How to split a file, process the pieces in multiple threads and combine results using a shell script

Say you are in a situation where you have a file with a huge number of records to be processed and the processing of one record does not need data from the processing of previous records (ie. a perfectly paralellizable situation), what can you do to speed up things? Well, here’s what I did when a client recently made a request for statistical data for 300K records instead of his usual request of 20 records as the program that we had earlier made for the purpose wasn’t really made to run fast and wasn’t multi threaded.

Use the “split” command to split a file by number of lines into an appropriate number of files depending upon the configuration of your hardware. Use the “-l” option to specify the number of lines in each file. Then run multiple instances of your program to process the different files in parallel using an “&”. Use “wait” to wait for all background tasks to end. And finally when things are done, merge the different output files together with “cat” in append mode. Voila! Things finish much, much faster.
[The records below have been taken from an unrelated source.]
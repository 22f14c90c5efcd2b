use std::{net::SocketAddr, sync::Arc};

use anyhow::{Context, Result};
use futures_util::{
    SinkExt, StreamExt,
    stream::{SplitSink, SplitStream},
};
use tokio::{
    net::{TcpListener, TcpStream},
    signal::unix::{SignalKind, signal},
    sync::broadcast::{self, error::RecvError},
    task::JoinSet,
};
use tokio_tungstenite::{
    WebSocketStream, accept_async,
    tungstenite::{Error as WsError, Message},
};
use tokio_util::sync::CancellationToken;

use crate::{
    completion::OllamaCompletionClient,
    config::Config,
    decision::{ActionEmitter, EmitError, Orchestrator, PeriodicScheduler},
    protocol::{OutboundMessage, encode_outbound_message, parse_inbound_message},
};

/// Fans every outbound action out to all connected peers.
#[derive(Debug, Clone)]
pub struct BroadcastEmitter {
    sender: broadcast::Sender<OutboundMessage>,
}

impl BroadcastEmitter {
    pub fn new(capacity: usize) -> Self {
        let (sender, _) = broadcast::channel(capacity.max(1));
        Self { sender }
    }

    pub fn subscribe(&self) -> broadcast::Receiver<OutboundMessage> {
        self.sender.subscribe()
    }
}

impl ActionEmitter for BroadcastEmitter {
    fn emit(&self, message: OutboundMessage) -> Result<(), EmitError> {
        self.sender
            .send(message)
            .map(|_| ())
            .map_err(|_| EmitError::NoReceivers)
    }
}

pub async fn run(config: Config) -> Result<()> {
    let completion = OllamaCompletionClient::new(config.completion.clone())
        .context("unable to build completion client")?;
    let emitter = Arc::new(BroadcastEmitter::new(config.server.outbound_capacity));
    let orchestrator = Arc::new(Orchestrator::new(
        Arc::new(completion),
        emitter.clone(),
        config.decision.clone(),
    ));

    let listener = TcpListener::bind(&config.server.listen_addr)
        .await
        .with_context(|| format!("unable to bind {}", config.server.listen_addr))?;

    let mut sigint =
        signal(SignalKind::interrupt()).context("unable to listen for SIGINT (Ctrl+C)")?;
    let mut sigterm = signal(SignalKind::terminate()).context("unable to listen for SIGTERM")?;

    let shutdown = CancellationToken::new();
    let serving = serve(listener, orchestrator, emitter, shutdown.clone());
    tokio::pin!(serving);

    let signal_name = tokio::select! {
        result = &mut serving => return result,
        _ = sigint.recv() => "SIGINT",
        _ = sigterm.recv() => "SIGTERM",
    };
    tracing::info!(target: "server", signal = signal_name, "shutdown_requested");
    shutdown.cancel();
    serving.await
}

/// Accepts WebSocket peers on `listener` until `shutdown` fires.
/// Every message in either direction is one JSON text frame.
pub async fn serve(
    listener: TcpListener,
    orchestrator: Arc<Orchestrator>,
    emitter: Arc<BroadcastEmitter>,
    shutdown: CancellationToken,
) -> Result<()> {
    let local_addr = listener
        .local_addr()
        .context("unable to read listener address")?;
    tracing::info!(target: "server", addr = %local_addr, "server_listening");

    let scheduler = match PeriodicScheduler::from_config(Arc::clone(&orchestrator)) {
        Some(scheduler) => Some(tokio::spawn(scheduler.run(shutdown.child_token()))),
        None => {
            tracing::info!(target: "server", "periodic_scheduler_disabled");
            None
        }
    };

    let mut connections = JoinSet::new();
    loop {
        tokio::select! {
            _ = shutdown.cancelled() => break,
            accepted = listener.accept() => match accepted {
                Ok((stream, peer)) => {
                    tracing::info!(target: "server", peer = %peer, "peer_connected");
                    connections.spawn(handle_connection(
                        stream,
                        peer,
                        Arc::clone(&orchestrator),
                        emitter.subscribe(),
                        shutdown.child_token(),
                    ));
                }
                Err(err) => tracing::warn!(target: "server", error = %err, "accept_failed"),
            },
            Some(joined) = connections.join_next() => {
                if let Ok(Err(err)) = joined {
                    tracing::warn!(target: "server", error = %format!("{err:#}"), "connection_failed");
                }
            }
        }
    }

    connections.shutdown().await;
    if let Some(scheduler) = scheduler {
        let _ = scheduler.await;
    }
    tracing::info!(target: "server", "server_stopped");
    Ok(())
}

async fn handle_connection(
    stream: TcpStream,
    peer: SocketAddr,
    orchestrator: Arc<Orchestrator>,
    outbound: broadcast::Receiver<OutboundMessage>,
    shutdown: CancellationToken,
) -> Result<()> {
    let socket = accept_async(stream)
        .await
        .with_context(|| format!("websocket handshake with {peer} failed"))?;
    let (sink, frames) = socket.split();
    let writer_task = tokio::spawn(write_outbound(sink, outbound, peer, shutdown.clone()));

    let read_result = read_inbound(frames, peer, &orchestrator, &shutdown).await;

    shutdown.cancel();
    let _ = writer_task.await;
    tracing::info!(target: "server", peer = %peer, "peer_disconnected");
    read_result
}

async fn read_inbound(
    mut frames: SplitStream<WebSocketStream<TcpStream>>,
    peer: SocketAddr,
    orchestrator: &Arc<Orchestrator>,
    shutdown: &CancellationToken,
) -> Result<()> {
    loop {
        let frame = tokio::select! {
            _ = shutdown.cancelled() => return Ok(()),
            frame = frames.next() => frame,
        };
        let text = match frame {
            Some(Ok(Message::Text(text))) => text,
            Some(Ok(Message::Binary(bytes))) => {
                tracing::debug!(target: "server", peer = %peer, len = bytes.len(), "binary_frame_ignored");
                continue;
            }
            Some(Ok(Message::Close(_))) | None => return Ok(()),
            Some(Ok(_)) => continue,
            Some(Err(WsError::ConnectionClosed | WsError::AlreadyClosed)) => return Ok(()),
            Some(Err(err)) => {
                return Err(err).with_context(|| format!("failed to read from {peer}"));
            }
        };
        let text = text.as_str().trim();
        if text.is_empty() {
            continue;
        }

        match parse_inbound_message(text) {
            Ok(message) => orchestrator.handle_inbound(message),
            Err(err) => tracing::warn!(
                target: "server",
                peer = %peer,
                error = %err,
                "inbound_message_dropped"
            ),
        }
    }
}

async fn write_outbound(
    mut sink: SplitSink<WebSocketStream<TcpStream>, Message>,
    mut outbound: broadcast::Receiver<OutboundMessage>,
    peer: SocketAddr,
    shutdown: CancellationToken,
) -> Result<()> {
    loop {
        let received = tokio::select! {
            _ = shutdown.cancelled() => break,
            received = outbound.recv() => received,
        };
        let message = match received {
            Ok(message) => message,
            Err(RecvError::Lagged(skipped)) => {
                tracing::warn!(target: "server", peer = %peer, skipped, "outbound_lagged");
                continue;
            }
            Err(RecvError::Closed) => break,
        };

        let frame =
            encode_outbound_message(&message).context("failed to encode outbound message")?;
        if let Err(err) = sink.send(Message::Text(frame.into())).await {
            tracing::warn!(target: "server", peer = %peer, error = %err, "outbound_write_failed");
            shutdown.cancel();
            return Ok(());
        }
    }
    let _ = sink.close().await;
    Ok(())
}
I used the above steps to make 20 files with 15K lines each since the server I was running the script on was a Sun Solaris 10 T2000 system with 32GB RAM which has an octa-core processor supposedly capable of running 32 threads in parallel. It worked like a charm!

Sample script follows:

split -l 15000 originalFile.txt

for f in x*
runDataProcessor $f > $f.out &


for k in *.out
cat $k >> combinedResult.txt

Tags: , , , , , ,
This entry was posted on Monday, February 11th, 2008 at 1:20 pm and is filed under Uncategorized. You can follow any responses to this entry through the RSS 2.0 feed. Both comments and pings are currently closed.
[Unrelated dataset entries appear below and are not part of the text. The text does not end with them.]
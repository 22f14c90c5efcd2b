use crate::completion::ChatMessage;

/// Ordered chat history shared by every decision. Append-only.
#[derive(Debug, Clone)]
pub struct ConversationContext {
    messages: Vec<ChatMessage>,
}

impl ConversationContext {
    pub fn new(system_prompt: impl Into<String>) -> Self {
        let mut context = Self {
            messages: Vec::new(),
        };
        context.append_system_prelude(system_prompt.into());
        context
    }

    fn append_system_prelude(&mut self, prompt: String) {
        self.messages.push(ChatMessage::system(prompt));
    }

    pub fn append(&mut self, message: ChatMessage) {
        self.messages.push(message);
    }

    pub fn snapshot(&self) -> Vec<ChatMessage> {
        self.messages.clone()
    }

    pub fn messages(&self) -> &[ChatMessage] {
        &self.messages
    }

    pub fn last(&self) -> Option<&ChatMessage> {
        self.messages.last()
    }

    pub fn len(&self) -> usize {
        self.messages.len()
    }

    pub fn is_empty(&self) -> bool {
        self.messages.is_empty()
    }
}
use serde::{Deserialize, Deserializer, Serialize};
use serde_json::Value;
use thiserror::Error;

pub const COMMAND_STARTUP: &str = "startup";
pub const COMMAND_CONTEXT: &str = "context";
pub const COMMAND_ACTIONS_REGISTER: &str = "actions/register";
pub const COMMAND_ACTIONS_UNREGISTER: &str = "actions/unregister";
pub const COMMAND_ACTIONS_FORCE: &str = "actions/force";
pub const COMMAND_ACTIONS_RESULT: &str = "actions/result";

/// Response shape of an action, either inline JSON or a JSON-encoded string.
#[derive(Debug, Clone, PartialEq, Serialize, Deserialize)]
#[serde(untagged)]
pub enum ActionSchema {
    Encoded(String),
    Structured(Value),
}

impl ActionSchema {
    pub fn resolve(&self) -> Result<Value, serde_json::Error> {
        match self {
            ActionSchema::Encoded(text) => serde_json::from_str(text),
            ActionSchema::Structured(value) => Ok(value.clone()),
        }
    }
}

#[derive(Debug, Clone, PartialEq, Serialize, Deserialize)]
pub struct Action {
    pub name: String,
    #[serde(default)]
    pub description: String,
    #[serde(default)]
    pub schema: Option<ActionSchema>,
}

#[derive(Debug, Clone, PartialEq, Eq, Deserialize)]
pub struct ForceRequest {
    #[serde(default)]
    pub state: Option<String>,
    pub query: String,
    #[serde(default)]
    pub ephemeral_context: bool,
    pub action_names: Vec<String>,
}

#[derive(Debug, Clone, PartialEq, Eq, Serialize, Deserialize)]
pub struct ActionResult {
    #[serde(deserialize_with = "deserialize_action_id")]
    pub id: String,
    #[serde(rename = "bool", alias = "success")]
    pub success: bool,
    #[serde(default)]
    pub message: Option<String>,
}

#[derive(Debug, Clone, PartialEq)]
pub enum InboundMessage {
    Startup { game: String },
    Context { message: String, silent: bool },
    RegisterActions { actions: Vec<Action> },
    UnregisterActions { action_names: Vec<String> },
    ForceActions(ForceRequest),
    ActionResult(ActionResult),
}

impl InboundMessage {
    pub fn command(&self) -> &'static str {
        match self {
            InboundMessage::Startup { .. } => COMMAND_STARTUP,
            InboundMessage::Context { .. } => COMMAND_CONTEXT,
            InboundMessage::RegisterActions { .. } => COMMAND_ACTIONS_REGISTER,
            InboundMessage::UnregisterActions { .. } => COMMAND_ACTIONS_UNREGISTER,
            InboundMessage::ForceActions(_) => COMMAND_ACTIONS_FORCE,
            InboundMessage::ActionResult(_) => COMMAND_ACTIONS_RESULT,
        }
    }
}

#[derive(Debug, Clone, PartialEq, Eq, Serialize, Deserialize)]
pub struct ActionRequest {
    pub id: String,
    pub name: String,
    #[serde(default, skip_serializing_if = "Option::is_none")]
    pub data: Option<String>,
}

#[derive(Debug, Clone, PartialEq, Eq, Serialize, Deserialize)]
#[serde(tag = "command", content = "data")]
pub enum OutboundMessage {
    #[serde(rename = "action")]
    Action(ActionRequest),
}

#[derive(Debug, Error)]
pub enum ProtocolError {
    #[error("invalid json: {0}")]
    InvalidJson(#[from] serde_json::Error),
    #[error("unknown command '{0}'")]
    UnknownCommand(String),
    #[error("command '{command}' requires a data payload")]
    MissingData { command: String },
    #[error("invalid data for command '{command}': {source}")]
    InvalidData {
        command: String,
        #[source]
        source: serde_json::Error,
    },
    #[error("startup message does not name a game")]
    MissingGame,
    #[error("actions/force requires at least one action name")]
    EmptyActionNames,
}

#[derive(Debug, Deserialize)]
struct WireEnvelope {
    command: String,
    #[serde(default)]
    game: Option<String>,
    #[serde(default)]
    data: Option<Value>,
}

#[derive(Debug, Default, Deserialize)]
struct WireStartup {
    #[serde(default)]
    game: Option<String>,
}

#[derive(Debug, Deserialize)]
struct WireContext {
    message: String,
    #[serde(default)]
    silent: bool,
}

#[derive(Debug, Deserialize)]
struct WireRegister {
    actions: Vec<Action>,
}

#[derive(Debug, Deserialize)]
struct WireUnregister {
    action_names: Vec<String>,
}

pub fn parse_inbound_message(frame: &str) -> Result<InboundMessage, ProtocolError> {
    let envelope: WireEnvelope = serde_json::from_str(frame)?;
    let command = envelope.command.as_str();

    let message = match command {
        COMMAND_STARTUP => {
            let startup: WireStartup = match envelope.data {
                Some(Value::Null) | None => WireStartup::default(),
                Some(data) => decode_data(command, data)?,
            };
            let game = startup
                .game
                .or(envelope.game)
                .filter(|game| !game.trim().is_empty())
                .ok_or(ProtocolError::MissingGame)?;
            InboundMessage::Startup { game }
        }
        COMMAND_CONTEXT => {
            let context: WireContext = decode_data(command, required_data(command, envelope.data)?)?;
            InboundMessage::Context {
                message: context.message,
                silent: context.silent,
            }
        }
        COMMAND_ACTIONS_REGISTER => {
            let register: WireRegister =
                decode_data(command, required_data(command, envelope.data)?)?;
            InboundMessage::RegisterActions {
                actions: register.actions,
            }
        }
        COMMAND_ACTIONS_UNREGISTER => {
            let unregister: WireUnregister =
                decode_data(command, required_data(command, envelope.data)?)?;
            InboundMessage::UnregisterActions {
                action_names: unregister.action_names,
            }
        }
        COMMAND_ACTIONS_FORCE => {
            let force: ForceRequest = decode_data(command, required_data(command, envelope.data)?)?;
            if force.action_names.is_empty() {
                return Err(ProtocolError::EmptyActionNames);
            }
            InboundMessage::ForceActions(force)
        }
        COMMAND_ACTIONS_RESULT => {
            let result: ActionResult =
                decode_data(command, required_data(command, envelope.data)?)?;
            InboundMessage::ActionResult(result)
        }
        other => return Err(ProtocolError::UnknownCommand(other.to_string())),
    };

    Ok(message)
}

pub fn encode_outbound_message(message: &OutboundMessage) -> Result<String, serde_json::Error> {
    serde_json::to_string(message)
}

fn required_data(command: &str, data: Option<Value>) -> Result<Value, ProtocolError> {
    match data {
        Some(Value::Null) | None => Err(ProtocolError::MissingData {
            command: command.to_string(),
        }),
        Some(data) => Ok(data),
    }
}

fn decode_data<T: serde::de::DeserializeOwned>(
    command: &str,
    data: Value,
) -> Result<T, ProtocolError> {
    serde_json::from_value(data).map_err(|source| ProtocolError::InvalidData {
        command: command.to_string(),
        source,
    })
}

// Games echo the id back verbatim, but some send it as a number.
fn deserialize_action_id<'de, D>(deserializer: D) -> Result<String, D::Error>
where
    D: Deserializer<'de>,
{
    #[derive(Deserialize)]
    #[serde(untagged)]
    enum RawId {
        Text(String),
        Number(u64),
    }

    Ok(match RawId::deserialize(deserializer)? {
        RawId::Text(text) => text,
        RawId::Number(number) => number.to_string(),
    })
}
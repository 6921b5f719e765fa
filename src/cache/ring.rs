//! Consistent Hash Ring
//!
//! Maps arbitrary keys onto a fixed set of node identifiers. Each real node
//! is placed on the ring `replicas` times at `hash("{i}{node}")`, which
//! smooths the load across a handful of nodes and limits remapping to about
//! `1/N` of the key space when a node joins.
//!
//! Keys resolve clockwise to the first virtual position `>= hash(key)`,
//! wrapping to the first position past the end.

use std::collections::HashMap;

use super::DEFAULT_REPLICAS;

/// Pluggable 32-bit hash
pub type HashFn = fn(&[u8]) -> u32;

/// Default hash: CRC-32 (IEEE)
pub fn crc32_ieee(data: &[u8]) -> u32 {
    crc32fast::hash(data)
}

/// Consistent hash ring with virtual nodes
#[derive(Clone)]
pub struct HashRing {
    hash: HashFn,
    replicas: usize,
    /// Sorted virtual positions
    keys: Vec<u32>,
    /// Virtual position -> real node
    nodes: HashMap<u32, String>,
}

impl HashRing {
    /// Create a ring; `hash` defaults to CRC-32 (IEEE)
    pub fn new(replicas: usize, hash: Option<HashFn>) -> Self {
        Self {
            hash: hash.unwrap_or(crc32_ieee),
            replicas,
            keys: Vec::new(),
            nodes: HashMap::new(),
        }
    }

    /// Add real nodes, each contributing `replicas` virtual positions
    pub fn add<I, S>(&mut self, nodes: I)
    where
        I: IntoIterator<Item = S>,
        S: AsRef<str>,
    {
        for node in nodes {
            let node = node.as_ref();
            for i in 0..self.replicas {
                let position = (self.hash)(format!("{}{}", i, node).as_bytes());
                self.keys.push(position);
                self.nodes.insert(position, node.to_string());
            }
        }
        self.keys.sort_unstable();
    }

    /// Node owning `key`, or `None` if the ring is empty
    pub fn get(&self, key: &str) -> Option<&str> {
        if self.keys.is_empty() {
            return None;
        }
        let hash = (self.hash)(key.as_bytes());
        let idx = self.keys.partition_point(|&position| position < hash);
        let position = self.keys[idx % self.keys.len()];
        self.nodes.get(&position).map(String::as_str)
    }

    /// True if no node has been added
    pub fn is_empty(&self) -> bool {
        self.keys.is_empty()
    }

    /// Number of virtual positions on the ring
    pub fn len(&self) -> usize {
        self.keys.len()
    }

    /// Virtual positions per real node
    pub fn replicas(&self) -> usize {
        self.replicas
    }
}

impl Default for HashRing {
    fn default() -> Self {
        Self::new(DEFAULT_REPLICAS, None)
    }
}

impl std::fmt::Debug for HashRing {
    fn fmt(&self, f: &mut std::fmt::Formatter<'_>) -> std::fmt::Result {
        f.debug_struct("HashRing")
            .field("replicas", &self.replicas)
            .field("positions", &self.keys.len())
            .finish()
    }
}

// =============================================================================
// Tests
// =============================================================================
4 Responses to “How to split a file, process the pieces in multiple threads and combine results using a shell script”

  1. Using Parallel Processing for Text File Processing (and Shell Scripts) « UNIX Administratosphere

    […] February 2008 Over at Onkar Joshi’s Blog, he wrote an article about how to write a shell script to process a text file using parallel processing. He provided an […]

  2. TSO

    you’ve been tagged by me! go have a look at my blog.

  3. Carlos

    Thanks, excellent tip, I used it in a situation where I have so many files on my directory that I can not do even a rm (I get the argument list too long error) , so I populate a file with the directory listing and treated files in lots of 1000s!

  4. Ole Tange

    Consider having a look at Parallel It makes the script more readable.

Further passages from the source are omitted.